▶ [WHAT TO PRODUCE]:
Beginning with the line below that contains "are left unchanged." and ending with the line that contains "if let Some(kind)", copy every line exactly. Copy nothing else.
== DATA SUPPLIED ==
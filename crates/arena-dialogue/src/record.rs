//! Message and insight records.

use std::fmt;

use arena_core::{AgentId, InsightId, MessageId, PoiId, SimTime};

// ── Enums ─────────────────────────────────────────────────────────────────────

/// Tone of a dialogue line.
#[derive(Copy, Clone, PartialEq, Eq, Hash, Debug)]
#[cfg_attr(feature = "serde", derive(serde::Serialize, serde::Deserialize))]
pub enum LineKind {
    Observation,
    Concern,
    Positive,
    Question,
    Suggestion,
}

impl fmt::Display for LineKind {
    fn fmt(&self, f: &mut fmt::Formatter<'_>) -> fmt::Result {
        f.write_str(match self {
            LineKind::Observation => "observation",
            LineKind::Concern     => "concern",
            LineKind::Positive    => "positive",
            LineKind::Question    => "question",
            LineKind::Suggestion  => "suggestion",
        })
    }
}

#[derive(Copy, Clone, PartialEq, Eq, PartialOrd, Ord, Hash, Debug)]
#[cfg_attr(feature = "serde", derive(serde::Serialize, serde::Deserialize))]
pub enum InsightType {
    Risk,
    Action,
    Rationale,
}

impl fmt::Display for InsightType {
    fn fmt(&self, f: &mut fmt::Formatter<'_>) -> fmt::Result {
        f.write_str(match self {
            InsightType::Risk      => "RISK",
            InsightType::Action    => "ACTION",
            InsightType::Rationale => "RATIONALE",
        })
    }
}

/// Insight priority, most urgent first.
#[derive(Copy, Clone, PartialEq, Eq, PartialOrd, Ord, Hash, Debug)]
#[cfg_attr(feature = "serde", derive(serde::Serialize, serde::Deserialize))]
pub enum Priority {
    Critical,
    High,
    Medium,
    Low,
}

impl fmt::Display for Priority {
    fn fmt(&self, f: &mut fmt::Formatter<'_>) -> fmt::Result {
        f.write_str(match self {
            Priority::Critical => "CRITICAL",
            Priority::High     => "HIGH",
            Priority::Medium   => "MEDIUM",
            Priority::Low      => "LOW",
        })
    }
}

// ── ChatMessage ───────────────────────────────────────────────────────────────

/// One emitted dialogue line.
#[derive(Clone, Debug, PartialEq)]
#[cfg_attr(feature = "serde", derive(serde::Serialize, serde::Deserialize))]
pub struct ChatMessage {
    pub id: MessageId,
    pub at: SimTime,
    pub agent: AgentId,
    pub agent_name: String,
    pub agent_color: String,
    pub text: String,
    pub kind: LineKind,
    /// The POI the line concerns.
    pub poi: PoiId,
    /// Whether the line is queued for insight extraction.
    pub insight_bearing: bool,
}

// ── Insight ───────────────────────────────────────────────────────────────────

/// A structured finding extracted from a message.
#[derive(Clone, Debug, PartialEq)]
#[cfg_attr(feature = "serde", derive(serde::Serialize, serde::Deserialize))]
pub struct Insight {
    pub id: InsightId,
    pub at: SimTime,
    pub kind: InsightType,
    pub priority: Priority,
    pub poi: PoiId,
    pub agent: AgentId,
    pub source_messages: Vec<MessageId>,
    pub title: String,
    pub description: String,
    pub impact: String,
    pub mitigation: String,
    pub design_driver: String,
}

/// An [`Insight`] before the transcript assigns its id and timestamp.
#[derive(Clone, Debug, PartialEq)]
pub struct InsightDraft {
    pub kind: InsightType,
    pub priority: Priority,
    pub poi: PoiId,
    pub agent: AgentId,
    pub source_messages: Vec<MessageId>,
    pub title: String,
    pub description: String,
    pub impact: String,
    pub mitigation: String,
    pub design_driver: String,
}

impl InsightDraft {
    pub fn into_insight(self, id: InsightId, at: SimTime) -> Insight {
        Insight {
            id,
            at,
            kind:            self.kind,
            priority:        self.priority,
            poi:             self.poi,
            agent:           self.agent,
            source_messages: self.source_messages,
            title:           self.title,
            description:     self.description,
            impact:          self.impact,
            mitigation:      self.mitigation,
            design_driver:   self.design_driver,
        }
    }
}

/// Field-wise edit applied by [`Transcript::update_insight`](crate::Transcript::update_insight).
/// `None` fields are left unchanged.
#[derive(Clone, Debug, Default, PartialEq)]
#[cfg_attr(feature = "serde", derive(serde::Serialize, serde::Deserialize))]
pub struct InsightPatch {
    pub kind: Option<InsightType>,
    pub priority: Option<Priority>,
    pub title: Option<String>,
    pub description: Option<String>,
    pub impact: Option<String>,
    pub mitigation: Option<String>,
}

impl InsightPatch {
    pub(crate) fn apply(self, insight: &mut Insight) {
        if let Some(kind) = self.kind {
            insight.kind = kind;
        }
        if let Some(priority) = self.priority {
            insight.priority = priority;
        }
        if let Some(title) = self.title {
            insight.title = title;
        }
        if let Some(description) = self.description {
            insight.description = description;
        }
        if let Some(impact) = self.impact {
            insight.impact = impact;
        }
        if let Some(mitigation) = self.mitigation {
            insight.mitigation = mitigation;
        }
    }
}
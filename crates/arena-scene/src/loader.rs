//! CSV scene loader.
//!
//! # CSV format
//!
//! One row per POI.  `group` may be empty for an ungrouped POI.
//!
//! ```csv
//! poi,group,x,y,z,description
//! osc-1-knob,oscillators,-1.5,0.8,0.8,Oscillator 1 frequency control
//! osc-2-knob,oscillators,-0.8,0.8,0.8,Oscillator 2 frequency control
//! usb-port,,1.0,-0.3,-1.2,USB connectivity port
//! ```
//!
//! POIs are registered in file order, so `PoiId(n)` is the n-th data row.

use std::io::Read;
use std::path::Path;

use serde::Deserialize;

use arena_core::Vec3;

use crate::{Scene, SceneBuilder, SceneError};

// ── CSV record ────────────────────────────────────────────────────────────────

#[derive(Deserialize)]
struct PoiRecord {
    poi:         String,
    #[serde(default)]
    group:       String,
    x:           f32,
    y:           f32,
    z:           f32,
    #[serde(default)]
    description: String,
}

// ── Public API ────────────────────────────────────────────────────────────────

/// Load a scene from a CSV file.
pub fn load_scene_csv(path: &Path) -> Result<Scene, SceneError> {
    let file = std::fs::File::open(path).map_err(SceneError::Io)?;
    load_scene_reader(file)
}

/// Like [`load_scene_csv`] but accepts any `Read` source.
pub fn load_scene_reader<R: Read>(reader: R) -> Result<Scene, SceneError> {
    let mut csv_reader = csv::Reader::from_reader(reader);
    let mut builder = SceneBuilder::new();

    for result in csv_reader.deserialize::<PoiRecord>() {
        let row = result.map_err(|e| SceneError::Parse(e.to_string()))?;
        let key = row.poi.trim();
        if key.is_empty() {
            return Err(SceneError::Parse("empty POI key".into()));
        }
        builder.add_poi(key, Vec3::new(row.x, row.y, row.z), row.description.trim())?;

        let group = row.group.trim();
        if !group.is_empty() {
            builder.add_group(group, &[key])?;
        }
    }

    Ok(builder.build())
}
use chrono::SecondsFormat;
use sqlx::AnyConnection;

use crate::registration_backend::record::types::{CustomerLookupResult, SubmissionRecord};

// Fixed-width UTC timestamps, so ordering the text column orders by time.
fn timestamp_column(record: &SubmissionRecord) -> String {
    record.submission_date.to_rfc3339_opts(SecondsFormat::Millis, true)
}

pub async fn insert_customer(
    conn: &mut AnyConnection,
    record: &SubmissionRecord,
) -> Result<(), String> {
    sqlx::query(
        "INSERT INTO customers (
            id, full_name, email, phone, gender, dob, address, password,
            latitude, longitude, user_agent, platform, screen_resolution,
            submission_date
         ) VALUES (?, ?, ?, ?, ?, ?, ?, ?, ?, ?, ?, ?, ?, ?)",
    )
    .bind(record.id)
    .bind(&record.full_name)
    .bind(&record.email)
    .bind(&record.phone)
    .bind(&record.gender)
    .bind(record.dob.to_string())
    .bind(&record.address)
    .bind(&record.password)
    .bind(record.latitude)
    .bind(record.longitude)
    .bind(&record.device_info.user_agent)
    .bind(&record.device_info.platform)
    .bind(&record.device_info.screen_resolution)
    .bind(timestamp_column(record))
    .execute(conn)
    .await
    .map_err(|e| e.to_string())?;

    Ok(())
}

/// Most recent row for `phone`, password column never selected.
pub async fn latest_customer_by_phone(
    conn: &mut AnyConnection,
    phone: &str,
) -> Result<Option<CustomerLookupResult>, String> {
    sqlx::query_as::<_, CustomerLookupResult>(
        "SELECT id, full_name, email, phone, gender, dob, address,
                latitude, longitude, user_agent, platform, screen_resolution,
                submission_date
         FROM customers
         WHERE phone = ?
         ORDER BY submission_date DESC
         LIMIT 1",
    )
    .bind(phone)
    .fetch_optional(conn)
    .await
    .map_err(|e| e.to_string())
}
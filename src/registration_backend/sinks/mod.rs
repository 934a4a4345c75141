//! Storage endpoints a submission is delivered to.
//!
//! The two sinks make different promises and get different outcome types:
//! the registration API confirms or rejects each row, the spreadsheet webhook
//! only tells us the request left this process. Neither adapter returns an
//! error; every failure is folded into its outcome value.

use async_trait::async_trait;

use crate::registration_backend::record::types::SubmissionRecord;

pub mod registration;
pub mod spreadsheet;

#[derive(Debug, Clone, PartialEq, Eq)]
pub enum RegistrationOutcome {
    Success,
    Failure(String),
}

impl RegistrationOutcome {
    pub fn is_success(&self) -> bool {
        matches!(self, RegistrationOutcome::Success)
    }
}

/// Best-effort delivery. `Dispatched` says nothing about whether the row
/// was stored remotely.
#[derive(Debug, Clone, PartialEq, Eq)]
pub enum SpreadsheetOutcome {
    Dispatched,
    LocalError(String),
}

impl SpreadsheetOutcome {
    pub fn was_dispatched(&self) -> bool {
        matches!(self, SpreadsheetOutcome::Dispatched)
    }
}

#[async_trait]
pub trait RegistrationSink: Send + Sync {
    async fn register(&self, record: &SubmissionRecord) -> RegistrationOutcome;
    fn name(&self) -> &str;
}

#[async_trait]
pub trait SpreadsheetSink: Send + Sync {
    async fn append(&self, record: &SubmissionRecord) -> SpreadsheetOutcome;
    fn name(&self) -> &str;
}
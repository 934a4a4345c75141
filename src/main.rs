#[tokio::main]
async fn main() {
    customer_registration_lib::run().await
}
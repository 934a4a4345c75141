pub mod customers;
pub mod pool;
use axum::{
    extract::{rejection::JsonRejection, Path, State},
    Json,
};
use log::{error, info};
use serde::Serialize;
use sqlx::AnyPool;

use crate::config::RuntimeMode;
use crate::db::customers::{insert_customer, latest_customer_by_phone};
use crate::error::ApiError;
use crate::registration_backend::record::types::{CustomerLookupResult, SubmissionRecord};

#[derive(Clone)]
pub struct AppState {
    pub pool: AnyPool,
    pub mode: RuntimeMode,
}

impl AppState {
    fn database_error(&self, message: &'static str, detail: String) -> ApiError {
        error!("{}: {}", message, detail);
        ApiError::Database {
            message,
            detail: self.mode.exposes_error_detail().then_some(detail),
        }
    }
}

#[derive(Serialize, Debug)]
pub struct ApiResponse<T: Serialize> {
    pub success: bool,
    #[serde(skip_serializing_if = "Option::is_none")]
    pub message: Option<String>,
    #[serde(skip_serializing_if = "Option::is_none")]
    pub data: Option<T>,
}

const REGISTER_FAILED: &str = "Failed to save customer data";
const LOOKUP_FAILED: &str = "Failed to fetch customer data";

// Each handler holds one pooled connection for one statement; the
// connection goes back to the pool when it drops, on every exit path.

pub async fn register_handler(
    State(state): State<AppState>,
    payload: Result<Json<SubmissionRecord>, JsonRejection>,
) -> Result<Json<ApiResponse<()>>, ApiError> {
    let Json(record) = payload.map_err(|e| ApiError::MalformedPayload(e.body_text()))?;

    let mut conn = state
        .pool
        .acquire()
        .await
        .map_err(|e| state.database_error(REGISTER_FAILED, e.to_string()))?;

    insert_customer(&mut conn, &record)
        .await
        .map_err(|e| state.database_error(REGISTER_FAILED, e))?;

    info!("Registered customer {}", record.id);
    Ok(Json(ApiResponse {
        success: true,
        message: Some("Customer registration successful".to_string()),
        data: None,
    }))
}

pub async fn customer_handler(
    State(state): State<AppState>,
    Path(phone): Path<String>,
) -> Result<Json<ApiResponse<CustomerLookupResult>>, ApiError> {
    let mut conn = state
        .pool
        .acquire()
        .await
        .map_err(|e| state.database_error(LOOKUP_FAILED, e.to_string()))?;

    let customer = latest_customer_by_phone(&mut conn, &phone)
        .await
        .map_err(|e| state.database_error(LOOKUP_FAILED, e))?;

    Ok(Json(match customer {
        Some(customer) => ApiResponse {
            success: true,
            message: None,
            data: Some(customer),
        },
        None => ApiResponse {
            success: false,
            message: Some("No customer found with this phone number".to_string()),
            data: None,
        },
    }))
}
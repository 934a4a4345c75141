pub mod autofill;
pub mod client;
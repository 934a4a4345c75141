use log::{error, info};
use thiserror::Error;

use crate::registration_backend::dispatch::dispatcher::{
    CompositeOutcome, DispatchReport, DualWriteDispatcher,
};
use crate::registration_backend::record::builder::{build_record, SubmissionStamp};
use crate::registration_backend::record::capture::{DeviceContext, FormFields};
use crate::registration_backend::record::types::SubmissionRecord;

pub const SUBMIT_LABEL: &str = "Complete Registration";
pub const SUBMITTING_LABEL: &str = "Submitting...";

/// The submit button and the alert box of whatever front end drives the form.
pub trait SubmitControl: Send + Sync {
    fn set_enabled(&self, enabled: bool, label: &str);
    fn notify(&self, message: &str);
}

/// Keeps the submit control disabled for as long as it lives. Dropping it,
/// on any path including unwinding, re-enables the control.
pub struct SubmitGuard<'a> {
    control: &'a dyn SubmitControl,
}

impl<'a> SubmitGuard<'a> {
    pub fn engage(control: &'a dyn SubmitControl) -> Self {
        control.set_enabled(false, SUBMITTING_LABEL);
        Self { control }
    }
}

impl Drop for SubmitGuard<'_> {
    fn drop(&mut self) {
        self.control.set_enabled(true, SUBMIT_LABEL);
    }
}

#[derive(Debug, Error, PartialEq, Eq)]
pub enum SubmitError {
    #[error("Passwords do not match!")]
    PasswordMismatch,
}

#[derive(Debug, Clone, PartialEq)]
pub struct Submission {
    pub record: SubmissionRecord,
    pub report: DispatchReport,
    pub outcome: CompositeOutcome,
}

/// Form-side submission flow: gate, build, dispatch, report once.
pub struct RegistrationForm {
    dispatcher: DualWriteDispatcher,
    device: DeviceContext,
}

impl RegistrationForm {
    pub fn new(dispatcher: DualWriteDispatcher, device: DeviceContext) -> Self {
        Self { dispatcher, device }
    }

    pub async fn submit(
        &self,
        fields: &FormFields,
        control: &dyn SubmitControl,
    ) -> Result<Submission, SubmitError> {
        self.submit_stamped(fields, control, SubmissionStamp::now()).await
    }

    pub async fn submit_stamped(
        &self,
        fields: &FormFields,
        control: &dyn SubmitControl,
        stamp: SubmissionStamp,
    ) -> Result<Submission, SubmitError> {
        if !fields.passwords_match() {
            let err = SubmitError::PasswordMismatch;
            control.notify(&err.to_string());
            return Err(err);
        }

        let _guard = SubmitGuard::engage(control);

        let record = build_record(fields, &self.device, stamp);
        let report = self.dispatcher.dispatch(&record).await;
        let outcome = report.outcome();

        if outcome.is_success() {
            info!("Registration {} finished: {:?}", record.id, outcome);
        } else {
            error!("Error during form submission: failed to save data to any location");
        }
        control.notify(&outcome.message());

        Ok(Submission { record, report, outcome })
    }
}
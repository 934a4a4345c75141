use std::sync::Arc;
use std::time::Duration;

use chrono::NaiveDate;
use log::{error, info};
use tokio::time::sleep;

use crate::registration_backend::lookup::client::{CustomerLookup, LookupOutcome};
use crate::registration_backend::record::types::CustomerLookupResult;

pub const AUTOFILL_LABEL: &str = "Auto Fill";
pub const SEARCHING_LABEL: &str = "Searching...";

const PHONE_LENGTH: usize = 10;

/// Fields a returning customer gets pre-filled. Address and password are
/// never filled back in.
#[derive(Debug, Clone, PartialEq)]
pub struct FormPrefill {
    pub full_name: String,
    pub email: String,
    pub gender: String,
    pub dob: Option<NaiveDate>,
}

impl From<&CustomerLookupResult> for FormPrefill {
    fn from(customer: &CustomerLookupResult) -> Self {
        // stored dates may carry a time part
        let dob = customer
            .dob
            .get(..10)
            .and_then(|d| NaiveDate::parse_from_str(d, "%Y-%m-%d").ok());

        Self {
            full_name: customer.full_name.clone(),
            email: customer.email.clone(),
            gender: customer.gender.clone(),
            dob,
        }
    }
}

#[derive(Debug, Clone, PartialEq)]
pub enum AutofillState {
    Idle,
    Searching,
    Filled(FormPrefill),
    NotFound,
    Error(String),
}

impl AutofillState {
    pub fn label(&self) -> &'static str {
        match self {
            AutofillState::Searching => SEARCHING_LABEL,
            _ => AUTOFILL_LABEL,
        }
    }
}

pub trait AutofillView: Send + Sync {
    fn show(&self, state: &AutofillState);
}

/// Idle -> Searching -> {Filled, NotFound, Error} -> Idle, with the
/// terminal state held for `display_delay`.
pub struct Autofill {
    lookup: Arc<dyn CustomerLookup>,
    display_delay: Duration,
}

impl Autofill {
    pub fn new(lookup: Arc<dyn CustomerLookup>, display_delay: Duration) -> Self {
        Self { lookup, display_delay }
    }

    /// Returns the state that was displayed before going back to idle.
    pub async fn run(&self, phone: &str, view: &dyn AutofillView) -> AutofillState {
        let settled = if phone.chars().count() != PHONE_LENGTH {
            AutofillState::Error(format!("Phone number must be {} digits", PHONE_LENGTH))
        } else {
            view.show(&AutofillState::Searching);
            match self.lookup.find_by_phone(phone).await {
                Ok(LookupOutcome::Found(customer)) => {
                    info!("Auto-filled customer {}", customer.id);
                    AutofillState::Filled(FormPrefill::from(&customer))
                }
                Ok(LookupOutcome::NotFound) => AutofillState::NotFound,
                Err(e) => {
                    error!("Error fetching customer data: {}", e);
                    AutofillState::Error(e)
                }
            }
        };

        view.show(&settled);
        sleep(self.display_delay).await;
        view.show(&AutofillState::Idle);

        settled
    }
}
===
▶ [RESPONSE]:
/// `None` fields are left unchanged.
#[derive(Clone, Debug, Default, PartialEq)]
#[cfg_attr(feature = "serde", derive(serde::Serialize, serde::Deserialize))]
pub struct InsightPatch {
    pub kind: Option<InsightType>,
    pub priority: Option<Priority>,
    pub title: Option<String>,
    pub description: Option<String>,
    pub impact: Option<String>,
    pub mitigation: Option<String>,
}

impl InsightPatch {
    pub(crate) fn apply(self, insight: &mut Insight) {
        if let Some(kind) = self.kind {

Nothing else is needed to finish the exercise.